With the 2018 redesign also came the phasing out of conventional Cruise Control. Rather, Sea-Doo’s Intelligent Throttle Control (iTC) software employs a clever Speed Mode, as indicated by a small tachometer icon on the left-hand side thumb pad. Speed Mode serves two functions: when in Neutral or Forward without the throttle engaged, Speed Mode works as “Slow Speed Mode” providing several No Wake Zone idle speeds. While under throttle, Speed Mode locks in a designated top speed that cannot be surpassed, but allows the pilot to ease off the throttle without cancelling the preset, providing a tertiary purpose of eliminating the need for a “Learner” lanyard.
Seeing as our Wake Pro 230 was on the new ST3 platform, it also meant that we enjoyed the easy access center storage system. Rather than having to double over the handlebars, two durable plastic latches unhinged the top deck and center console to reveal a massive center bin and filler neck. While this arrangement (paired with the tiny glove box and integrated waterproof phone case) reduces the full-sized runabout’s total storage down to a meager 27-gallons; when upgraded with the optional storage divider and cargo bag, bringing along extra sunscreen or a pair of flip flops became far less unruly.
Already coming to us with the Bluetooth-compatible, 100-watt BRP Premium Audio System (a definite “must have” if you’re considering a new Sea-Doo of any make or model), we also chose to “plus” our Wake Pro 230 with several other industry-leading accessories (all available through Sea-Doo’s Parts & Accessories Division) namely the USB port for an optional phone charger found in the phone case, the aforementioned storage dividers and bag, the new-for-2020 Heated Hand Grips and Wind Deflectors, and finally, the slightly redesigned 2020 Retractable Ski Pylon.
Over the course of the year, we racked up just over 30 hours of riding time, which we know to many might not sound like much time at all, but considering how many makes and models we test throughout the year, it was significant. Mainly stored outside, our 2019 Wake Pro 230 never failed or disappointed. Although, without the use of a UV-protective cover, the black plastic surrounding the gauge cluster and handlebars began to discolor. We tried several restorative products to bring the plastic’s luster back but never found one that lasted more than a few days.

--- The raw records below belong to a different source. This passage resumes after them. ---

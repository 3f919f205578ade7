//! Record filters and their SQL translation.

use chrono::{DateTime, NaiveDate, Utc};
use rusqlite::types::Value;

use super::{format_date, format_timestamp};
use crate::models::{CaseOutcome, DiseaseType, HealthStatus, Scope, Severity};

/// Field-equality/range predicates over animals.
#[derive(Debug, Clone, Default, PartialEq)]
pub struct AnimalFilter {
    pub province: Option<String>,
    pub district: Option<String>,
    pub sector: Option<String>,
    pub species: Option<String>,
    pub health_status: Option<HealthStatus>,
    pub registered_since: Option<DateTime<Utc>>,
    /// Case-insensitive substring over tag, owner name and breed
    pub search: Option<String>,
    pub limit: Option<usize>,
    /// Rows skipped before `limit` applies
    pub offset: Option<usize>,
}

impl AnimalFilter {
    /// Every animal inside a scope.
    pub fn within(scope: &Scope) -> Self {
        Self {
            province: scope.province.clone(),
            district: scope.district.clone(),
            sector: scope.sector.clone(),
            ..Default::default()
        }
    }

    pub fn with_limit(mut self, limit: usize) -> Self {
        self.limit = Some(limit);
        self
    }

    pub(crate) fn to_where(&self) -> WhereClause {
        let mut w = WhereClause::default();
        w.eq("province", self.province.clone());
        w.eq("district", self.district.clone());
        w.eq("sector", self.sector.clone());
        w.eq("species", self.species.clone());
        w.eq("health_status", self.health_status.map(|s| s.as_str().to_string()));
        if let Some(since) = &self.registered_since {
            w.push("registered_date >= ?", format_timestamp(since));
        }
        if let Some(term) = non_blank(&self.search) {
            w.search(&["animal_id", "owner_name", "breed"], term);
        }
        w
    }
}

/// Field-equality/range predicates over disease cases.
///
/// Location predicates apply to the case's own location snapshot.
#[derive(Debug, Clone, Default, PartialEq)]
pub struct CaseFilter {
    pub province: Option<String>,
    pub district: Option<String>,
    pub sector: Option<String>,
    /// Store identifier of the animal
    pub animal_id: Option<String>,
    pub disease_type: Option<DiseaseType>,
    pub severity: Option<Severity>,
    pub outcome: Option<CaseOutcome>,
    pub is_outbreak: Option<bool>,
    /// Inclusive
    pub diagnosed_from: Option<NaiveDate>,
    /// Inclusive
    pub diagnosed_to: Option<NaiveDate>,
    pub reported_since: Option<DateTime<Utc>>,
    pub require_coordinates: bool,
    /// Case-insensitive substring over report id, disease name and animal id
    pub search: Option<String>,
    pub limit: Option<usize>,
}

impl CaseFilter {
    /// Every case reported inside a scope.
    pub fn within(scope: &Scope) -> Self {
        Self {
            province: scope.province.clone(),
            district: scope.district.clone(),
            sector: scope.sector.clone(),
            ..Default::default()
        }
    }

    pub fn with_limit(mut self, limit: usize) -> Self {
        self.limit = Some(limit);
        self
    }

    pub(crate) fn to_where(&self) -> WhereClause {
        let mut w = WhereClause::default();
        w.eq("province", self.province.clone());
        w.eq("district", self.district.clone());
        w.eq("sector", self.sector.clone());
        w.eq("animal_ref", self.animal_id.clone());
        w.eq("disease_type", self.disease_type.map(|t| t.as_str().to_string()));
        w.eq("severity", self.severity.map(|s| s.as_str().to_string()));
        w.eq("outcome", self.outcome.as_ref().map(|o| o.as_str().to_string()));
        if let Some(flag) = self.is_outbreak {
            w.push("is_outbreak = ?", i64::from(flag));
        }
        if let Some(from) = &self.diagnosed_from {
            w.push("diagnosis_date >= ?", format_date(from));
        }
        if let Some(to) = &self.diagnosed_to {
            w.push("diagnosis_date <= ?", format_date(to));
        }
        if let Some(since) = &self.reported_since {
            w.push("reported_date >= ?", format_timestamp(since));
        }
        if self.require_coordinates {
            w.clauses
                .push("latitude IS NOT NULL AND longitude IS NOT NULL".to_string());
        }
        if let Some(term) = non_blank(&self.search) {
            w.search(&["report_id", "disease_name", "animal_ref"], term);
        }
        w
    }
}

/// Accumulated WHERE clause with positional parameters.
#[derive(Debug, Default)]
pub(crate) struct WhereClause {
    clauses: Vec<String>,
    params: Vec<Value>,
}

impl WhereClause {
    fn eq(&mut self, column: &str, value: Option<String>) {
        if let Some(value) = value {
            self.push(&format!("{} = ?", column), value);
        }
    }

    fn push(&mut self, clause: &str, param: impl Into<Value>) {
        self.clauses.push(clause.to_string());
        self.params.push(param.into());
    }

    fn search(&mut self, columns: &[&str], term: &str) {
        let pattern = format!("%{}%", escape_like(term));
        let ors: Vec<String> = columns
            .iter()
            .map(|c| format!("{} LIKE ? ESCAPE '\\'", c))
            .collect();
        self.clauses.push(format!("({})", ors.join(" OR ")));
        for _ in columns {
            self.params.push(Value::Text(pattern.clone()));
        }
    }

    /// `WHERE ...` (or empty), followed by ordering and an optional limit.
    pub(crate) fn finish(self, order_by: &str, limit: Option<usize>) -> (String, Vec<Value>) {
        self.finish_paged(order_by, limit, None)
    }

    /// [`WhereClause::finish`] that also skips `offset` rows.
    pub(crate) fn finish_paged(
        mut self,
        order_by: &str,
        limit: Option<usize>,
        offset: Option<usize>,
    ) -> (String, Vec<Value>) {
        let mut sql = self.predicate_sql();
        sql.push_str(" ORDER BY ");
        sql.push_str(order_by);
        if limit.is_some() || offset.is_some() {
            // SQLite only accepts OFFSET after LIMIT; -1 means no limit
            sql.push_str(" LIMIT ?");
            self.params
                .push(Value::Integer(limit.map_or(-1, |l| l as i64)));
        }
        if let Some(offset) = offset {
            sql.push_str(" OFFSET ?");
            self.params.push(Value::Integer(offset as i64));
        }
        (sql, self.params)
    }

    /// `WHERE ...` (or empty) with no ordering, for aggregate queries.
    pub(crate) fn finish_unordered(self) -> (String, Vec<Value>) {
        (self.predicate_sql(), self.params)
    }

    fn predicate_sql(&self) -> String {
        if self.clauses.is_empty() {
            String::new()
        } else {
            format!(" WHERE {}", self.clauses.join(" AND "))
        }
    }
}

fn non_blank(value: &Option<String>) -> Option<&str> {
    value.as_deref().map(str::trim).filter(|s| !s.is_empty())
}

fn escape_like(term: &str) -> String {
    let mut escaped = String::with_capacity(term.len());
    for c in term.chars() {
        if matches!(c, '%' | '_' | '\\') {
            escaped.push('\\');
        }
        escaped.push(c);
    }
    escaped
}

#[cfg(test)]
mod tests {
    use super::*;

    #[test]
    fn test_empty_filter_has_no_where() {
        let (sql, params) = AnimalFilter::default().to_where().finish("id", None);
        assert_eq!(sql, " ORDER BY id");
        assert!(params.is_empty());
    }

    #[test]
    fn test_scope_becomes_equality_predicates() {
        let scope = Scope::sector("Kigali City", "Gasabo", "Kimironko");
        let (sql, params) = CaseFilter::within(&scope).to_where().finish("id", Some(10));
        assert!(sql.contains("province = ?"));
        assert!(sql.contains("district = ?"));
        assert!(sql.contains("sector = ?"));
        assert!(sql.ends_with("LIMIT ?"));
        assert_eq!(params.len(), 4);
        assert_eq!(params[3], Value::Integer(10));
    }

    #[test]
    fn test_search_escapes_wildcards() {
        assert_eq!(escape_like("50%_off"), "50\\%\\_off");
        let filter = AnimalFilter {
            search: Some("  ank ".into()),
            ..Default::default()
        };
        let (sql, params) = filter.to_where().finish("id", None);
        assert!(sql.contains("animal_id LIKE ?"));
        assert_eq!(params.len(), 3);
        assert_eq!(params[0], Value::Text("%ank%".into()));
    }

    #[test]
    fn test_blank_search_is_ignored() {
        let filter = CaseFilter {
            search: Some("   ".into()),
            ..Default::default()
        };
        let (sql, _) = filter.to_where().finish("id", None);
        assert!(!sql.contains("LIKE"));
    }

    #[test]
    fn test_paging_sql() {
        let filter = AnimalFilter {
            province: Some("Eastern".into()),
            ..Default::default()
        };
        let (sql, params) = filter.to_where().finish_paged("id", Some(20), Some(40));
        assert_eq!(sql, " WHERE province = ? ORDER BY id LIMIT ? OFFSET ?");
        assert_eq!(params[1], Value::Integer(20));
        assert_eq!(params[2], Value::Integer(40));

        let (sql, params) = AnimalFilter::default().to_where().finish_paged("id", None, Some(5));
        assert_eq!(sql, " ORDER BY id LIMIT ? OFFSET ?");
        assert_eq!(params, vec![Value::Integer(-1), Value::Integer(5)]);

        let (sql, _) = filter.to_where().finish_unordered();
        assert_eq!(sql, " WHERE province = ?");
    }
}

With 230 supercharged-and-intercooled horsepower on tap from its Rotax 1500 HO ACE, we maxed out at 65 miles per hour – a respectable speed for a family-focused runabout tipping the scales at 815-pounds. As our Wake Pro 230 came equipped with the aforementioned onboard stereo, our unit carries an MSRP of $15,599 – not exactly an impulse purchase by most family’s budget.
Interestingly, with Sea-Doo standardizing the attachment point for the retractable ski pylon across all ST3 and GTI runabouts in 2020, and the pylon and the removable board rack being made available through Sea-Doo’s Parts & Accessories division, there’s very little left to distinguish the Wake Pro 230 from an equally-powered GTX, save for maybe the Ski Mode program, which also can be upgraded to any iControl-powered unit.
While there’s zero threat of the Wake Pro 230 going away, it would be nice to see some added features like larger rear view mirrors and footwell drains, as both items offer specific benefits to those using their Wake Pro for tow sports as it was intended. In either way, the 2019 Sea-Doo Wake Pro 230 was a definite crowd-pleaser, never let us down over the course of the year, and fetched plenty of looks while towing it to and from the launch ramp, which is always nice.